ArchitectureAU: A most Sirius matter

Architect Glenn Harper has written an important piece on Sirius for ArchitectureAU;

“The Sirius apartment building is a rare and intact example of late Brutalist architecture in Australia as applied to social housing. And as a significant example of cultural heritage, it doesn’t get any better than this.”

“In Speakman’s media release, there is a level of prejudice that cannot be ignored. While the Heritage Council made its recommendation on the grounds of state heritage significance, the minister chose to reject this advice on the grounds of financial hardship. But the heritage significance of Sirius and its sale value are two separate issues.
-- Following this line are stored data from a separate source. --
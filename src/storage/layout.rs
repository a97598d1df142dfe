//! Fixed on-disk structures shared by every sub-store.
//!
//! ```text
//! records file: [RecordsHeader][slot 0][slot 1]...[slot capacity-1]
//! index file:   [IndexHeader][entry 0][entry 1]...[entry cursor-1]
//! ```
//!
//! All integers are little-endian and every structure is packed; a slot's
//! byte offset is `RECORDS_HEADER_LEN + slot * R::SIZE`.

use std::convert::TryInto;
use std::fmt::Debug;
use std::ops::Range;

use crate::types::{Lifetime, Result, SlotId, StoreError, StoreFile, Timestamp};

/// Size of the records header in bytes.
pub const RECORDS_HEADER_LEN: usize = 24;
/// Size of the index header in bytes.
pub const INDEX_HEADER_LEN: usize = 8;
/// Size of one index entry in bytes.
pub const INDEX_ENTRY_LEN: usize = 8;

const RH_NEXT_ID: Range<usize> = 0..8;
const RH_NEXT_SLOT: Range<usize> = 8..16;
const RH_CAPACITY: Range<usize> = 16..24;

pub(crate) fn get_u64(src: &[u8], range: Range<usize>) -> u64 {
    u64::from_le_bytes(src[range].try_into().expect("range is 8 bytes"))
}

pub(crate) fn put_u64(dst: &mut [u8], range: Range<usize>, value: u64) {
    dst[range].copy_from_slice(&value.to_le_bytes());
}

/// Per-file allocation state of a records file.
#[derive(Copy, Clone, Debug, Default, Eq, PartialEq, serde::Serialize)]
pub struct RecordsHeader {
    /// Next stable identifier to hand out.
    pub next_id: u64,
    /// Next free physical slot.
    pub next_slot: u64,
    /// Number of slots physically allocated.
    pub capacity: u64,
}

impl RecordsHeader {
    /// Header of a freshly created file.
    pub fn empty(capacity: u64) -> Self {
        Self {
            next_id: 0,
            next_slot: 0,
            capacity,
        }
    }

    /// Slots still free before the file has to grow.
    pub fn free_slots(&self) -> u64 {
        self.capacity.saturating_sub(self.next_slot)
    }

    /// Little-endian on-disk form.
    pub fn encode(&self) -> [u8; RECORDS_HEADER_LEN] {
        let mut buf = [0u8; RECORDS_HEADER_LEN];
        put_u64(&mut buf, RH_NEXT_ID, self.next_id);
        put_u64(&mut buf, RH_NEXT_SLOT, self.next_slot);
        put_u64(&mut buf, RH_CAPACITY, self.capacity);
        buf
    }

    /// Parses a header, rejecting `next_id > next_slot > capacity` orderings
    /// as corruption of the records file.
    pub fn decode(src: &[u8]) -> Result<Self> {
        if src.len() < RECORDS_HEADER_LEN {
            return Err(StoreError::corrupted(
                StoreFile::Records,
                "records header truncated",
            ));
        }
        let header = Self {
            next_id: get_u64(src, RH_NEXT_ID),
            next_slot: get_u64(src, RH_NEXT_SLOT),
            capacity: get_u64(src, RH_CAPACITY),
        };
        if header.next_slot > header.capacity {
            return Err(StoreError::corrupted(
                StoreFile::Records,
                "next slot beyond capacity",
            ));
        }
        if header.next_id > header.next_slot {
            return Err(StoreError::corrupted(
                StoreFile::Records,
                "more ids issued than slots used",
            ));
        }
        Ok(header)
    }
}

/// Header of an index file.
#[derive(Copy, Clone, Debug, Default, Eq, PartialEq, serde::Serialize)]
pub struct IndexHeader {
    /// Next stable identifier expected to be indexed.
    pub cursor: u64,
}

impl IndexHeader {
    /// Little-endian on-disk form.
    pub fn encode(&self) -> [u8; INDEX_HEADER_LEN] {
        self.cursor.to_le_bytes()
    }

    /// Parses a header; only truncation is detectable here.
    pub fn decode(src: &[u8]) -> Result<Self> {
        if src.len() < INDEX_HEADER_LEN {
            return Err(StoreError::corrupted(
                StoreFile::Index,
                "index header truncated",
            ));
        }
        Ok(Self {
            cursor: get_u64(src, 0..INDEX_HEADER_LEN),
        })
    }
}

/// Byte offset of `slot` in a records file of `R`, or `None` when it does
/// not fit in a `u64`.
pub fn slot_offset<R: SlotRecord>(slot: SlotId) -> Option<u64> {
    slot.0
        .checked_mul(R::SIZE as u64)?
        .checked_add(RECORDS_HEADER_LEN as u64)
}

/// Byte offset of the index entry for stable id `id`, or `None` when it does
/// not fit in a `u64`.
pub fn entry_offset(id: u64) -> Option<u64> {
    id.checked_mul(INDEX_ENTRY_LEN as u64)?
        .checked_add(INDEX_HEADER_LEN as u64)
}

/// Version-chain pointers of a record.
///
/// `Some` corresponds to the on-disk `has_version_*` flag being set; the
/// pointer bytes are only meaningful in that case.
#[derive(Copy, Clone, Debug, Default, Eq, PartialEq)]
pub struct VersionLinks {
    /// Slot of the previous (older) version.
    pub prev: Option<SlotId>,
    /// Slot of the next (newer) version.
    pub next: Option<SlotId>,
}

impl VersionLinks {
    /// True for the oldest version of a chain.
    pub fn is_head(&self) -> bool {
        self.prev.is_none()
    }

    /// True for the newest version of a chain.
    pub fn is_tail(&self) -> bool {
        self.next.is_none()
    }
}

/// A fixed-size record shape that can live in a slot/header/index sub-store.
///
/// Nodes and edges implement this; the allocator, version chain manager and
/// consistency coordinator are written once against it.
pub trait SlotRecord: Clone + Debug + Send + 'static {
    /// Caller-facing stable identifier type.
    type Id: Copy + Debug + Eq + From<u64> + Into<u64> + Send;

    /// Encoded size in bytes.
    const SIZE: usize;
    /// Short name used in logs and file names.
    const KIND: &'static str;

    /// A record marking an unused slot (`in_use = false`).
    fn vacant() -> Self;
    /// Serialises into exactly `SIZE` bytes.
    fn encode(&self, dst: &mut [u8]);
    /// Parses `SIZE` bytes.
    fn decode(src: &[u8]) -> Result<Self>;

    /// Stable id shared by every version of the entity.
    fn stable_id(&self) -> u64;
    /// False for vacant slots.
    fn in_use(&self) -> bool;
    /// Chain pointers of this version.
    fn links(&self) -> VersionLinks;
    /// Replaces the chain pointers.
    fn set_links(&mut self, links: VersionLinks);
    /// Validity interval of this version.
    fn lifetime(&self) -> Lifetime;
    /// Replaces the validity interval.
    fn set_lifetime(&mut self, lifetime: Lifetime);
    /// When this version was written.
    fn creation_time(&self) -> Timestamp;
    /// Replaces the creation time.
    fn set_creation_time(&mut self, ts: Timestamp);

    /// Encodes into a fresh buffer.
    fn to_bytes(&self) -> Vec<u8> {
        let mut buf = vec![0u8; Self::SIZE];
        self.encode(&mut buf);
        buf
    }
}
Alarmingly, Speakman’s statement reads: “I am not listing it because whatever its heritage value, even at its highest that value is greatly outweighed by what would be a huge loss of extra funds from the sale of the site, funds the government intends to use to build social housing for families in great need.” In making its recommendations, the Heritage Council must take into account whether the conservation of the item – that is, the process of looking after it – would cause undue hardship for the owner. In the case of Sirius, the government has not claimed that keeping the building would cause financial hardship. Instead, it has rejected the advice of its heritage experts on the grounds that “listing the building would reduce the site’s sale value by many tens of millions of dollars.” It has looked beyond the heritage significance of Sirius to the development value of its site. In other words, it is a conflict of interests. The argument is also at odds with the ongoing sale of state heritage listed assets within nearby Millers Point: Each of these small terraced houses, being sold by LAHC on behalf of the NSW state government with strict heritage documents forming part of the contract of sale, are commanding top dollar at auction.”